_What the exercise asks_
Examine the records below. Report how many of their lines contain the word "anyway", with no other content.

--- Available data ---

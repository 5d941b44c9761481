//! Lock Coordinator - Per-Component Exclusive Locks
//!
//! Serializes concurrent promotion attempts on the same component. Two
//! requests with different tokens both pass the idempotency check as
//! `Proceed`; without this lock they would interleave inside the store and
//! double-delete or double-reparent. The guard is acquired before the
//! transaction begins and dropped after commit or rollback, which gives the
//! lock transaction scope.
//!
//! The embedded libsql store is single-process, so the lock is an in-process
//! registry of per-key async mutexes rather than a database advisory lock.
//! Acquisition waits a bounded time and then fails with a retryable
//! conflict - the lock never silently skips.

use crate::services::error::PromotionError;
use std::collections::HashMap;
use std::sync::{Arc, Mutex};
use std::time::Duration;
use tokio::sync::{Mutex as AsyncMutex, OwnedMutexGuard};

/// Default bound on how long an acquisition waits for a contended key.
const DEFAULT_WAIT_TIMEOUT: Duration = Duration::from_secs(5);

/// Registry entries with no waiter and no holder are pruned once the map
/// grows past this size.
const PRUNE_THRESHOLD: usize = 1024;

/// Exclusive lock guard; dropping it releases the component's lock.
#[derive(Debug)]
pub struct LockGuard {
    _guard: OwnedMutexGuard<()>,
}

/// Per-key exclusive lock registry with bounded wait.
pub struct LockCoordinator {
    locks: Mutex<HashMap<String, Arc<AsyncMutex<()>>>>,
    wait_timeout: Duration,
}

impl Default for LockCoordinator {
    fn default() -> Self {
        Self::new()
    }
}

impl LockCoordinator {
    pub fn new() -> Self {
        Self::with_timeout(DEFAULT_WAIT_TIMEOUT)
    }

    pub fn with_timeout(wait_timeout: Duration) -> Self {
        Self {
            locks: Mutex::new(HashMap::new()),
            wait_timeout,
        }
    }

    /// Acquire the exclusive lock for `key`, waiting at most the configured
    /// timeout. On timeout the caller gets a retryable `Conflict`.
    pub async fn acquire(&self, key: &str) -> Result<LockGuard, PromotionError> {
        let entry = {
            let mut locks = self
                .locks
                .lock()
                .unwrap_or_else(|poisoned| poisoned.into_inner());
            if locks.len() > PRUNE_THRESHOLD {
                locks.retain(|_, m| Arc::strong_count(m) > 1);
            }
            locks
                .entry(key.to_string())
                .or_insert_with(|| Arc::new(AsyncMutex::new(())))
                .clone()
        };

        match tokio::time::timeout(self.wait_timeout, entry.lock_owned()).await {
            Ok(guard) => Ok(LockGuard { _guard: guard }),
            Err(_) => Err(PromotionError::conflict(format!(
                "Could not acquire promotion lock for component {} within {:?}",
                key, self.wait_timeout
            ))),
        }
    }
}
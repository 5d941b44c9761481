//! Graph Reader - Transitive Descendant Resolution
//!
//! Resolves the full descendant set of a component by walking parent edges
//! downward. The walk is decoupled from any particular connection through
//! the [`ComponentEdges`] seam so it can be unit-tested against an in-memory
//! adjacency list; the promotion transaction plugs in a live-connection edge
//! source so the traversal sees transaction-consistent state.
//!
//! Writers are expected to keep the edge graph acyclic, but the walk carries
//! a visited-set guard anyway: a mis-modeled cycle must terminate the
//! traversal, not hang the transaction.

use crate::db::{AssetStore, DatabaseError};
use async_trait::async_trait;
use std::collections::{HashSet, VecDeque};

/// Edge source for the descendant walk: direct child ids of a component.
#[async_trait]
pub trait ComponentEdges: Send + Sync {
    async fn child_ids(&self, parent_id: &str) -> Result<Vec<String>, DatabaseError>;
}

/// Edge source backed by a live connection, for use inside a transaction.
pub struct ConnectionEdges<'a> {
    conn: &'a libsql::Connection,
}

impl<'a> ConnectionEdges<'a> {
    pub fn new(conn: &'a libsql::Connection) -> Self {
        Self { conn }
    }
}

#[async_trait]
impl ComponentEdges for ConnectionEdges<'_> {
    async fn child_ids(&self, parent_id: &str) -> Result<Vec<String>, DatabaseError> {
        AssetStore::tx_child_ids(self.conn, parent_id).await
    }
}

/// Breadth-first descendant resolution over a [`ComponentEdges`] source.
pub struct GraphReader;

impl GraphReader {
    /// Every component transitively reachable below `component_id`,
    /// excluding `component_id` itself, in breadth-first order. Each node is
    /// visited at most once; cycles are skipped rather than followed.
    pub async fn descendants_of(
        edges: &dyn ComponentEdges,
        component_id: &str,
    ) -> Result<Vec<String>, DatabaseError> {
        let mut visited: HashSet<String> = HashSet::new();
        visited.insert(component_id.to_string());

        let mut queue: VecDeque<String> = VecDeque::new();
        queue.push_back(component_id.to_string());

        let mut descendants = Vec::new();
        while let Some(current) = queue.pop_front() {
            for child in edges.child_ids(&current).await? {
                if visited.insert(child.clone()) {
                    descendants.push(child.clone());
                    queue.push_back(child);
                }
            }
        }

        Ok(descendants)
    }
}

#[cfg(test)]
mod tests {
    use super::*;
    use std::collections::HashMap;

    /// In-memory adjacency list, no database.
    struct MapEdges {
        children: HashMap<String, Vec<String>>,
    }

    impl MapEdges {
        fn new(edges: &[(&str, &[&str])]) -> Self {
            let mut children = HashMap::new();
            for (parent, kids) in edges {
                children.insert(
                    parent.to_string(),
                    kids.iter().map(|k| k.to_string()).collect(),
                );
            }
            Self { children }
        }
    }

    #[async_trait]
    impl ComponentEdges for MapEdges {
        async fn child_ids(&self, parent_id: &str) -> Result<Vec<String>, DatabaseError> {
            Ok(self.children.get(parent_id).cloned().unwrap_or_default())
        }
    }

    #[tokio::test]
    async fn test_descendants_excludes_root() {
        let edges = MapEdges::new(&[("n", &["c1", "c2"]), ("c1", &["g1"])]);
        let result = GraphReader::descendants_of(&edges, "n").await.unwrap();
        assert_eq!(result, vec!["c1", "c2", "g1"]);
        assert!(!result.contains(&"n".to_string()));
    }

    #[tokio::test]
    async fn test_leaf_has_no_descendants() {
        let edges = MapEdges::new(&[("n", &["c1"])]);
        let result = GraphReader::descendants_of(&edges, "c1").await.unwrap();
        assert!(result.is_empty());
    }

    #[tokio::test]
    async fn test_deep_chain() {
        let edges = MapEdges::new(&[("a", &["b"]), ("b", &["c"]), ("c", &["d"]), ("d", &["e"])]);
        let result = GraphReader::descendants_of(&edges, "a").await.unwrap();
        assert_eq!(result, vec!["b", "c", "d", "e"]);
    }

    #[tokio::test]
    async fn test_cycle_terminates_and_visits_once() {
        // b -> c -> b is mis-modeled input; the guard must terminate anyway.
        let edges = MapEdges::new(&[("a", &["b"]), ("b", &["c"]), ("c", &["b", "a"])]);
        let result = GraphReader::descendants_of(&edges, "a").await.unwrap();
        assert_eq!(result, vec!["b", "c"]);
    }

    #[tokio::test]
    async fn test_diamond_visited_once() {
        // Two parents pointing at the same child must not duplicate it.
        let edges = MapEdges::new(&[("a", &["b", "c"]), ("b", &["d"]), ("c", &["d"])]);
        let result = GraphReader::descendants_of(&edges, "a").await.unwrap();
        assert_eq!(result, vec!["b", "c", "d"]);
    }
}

---

_Task response_
2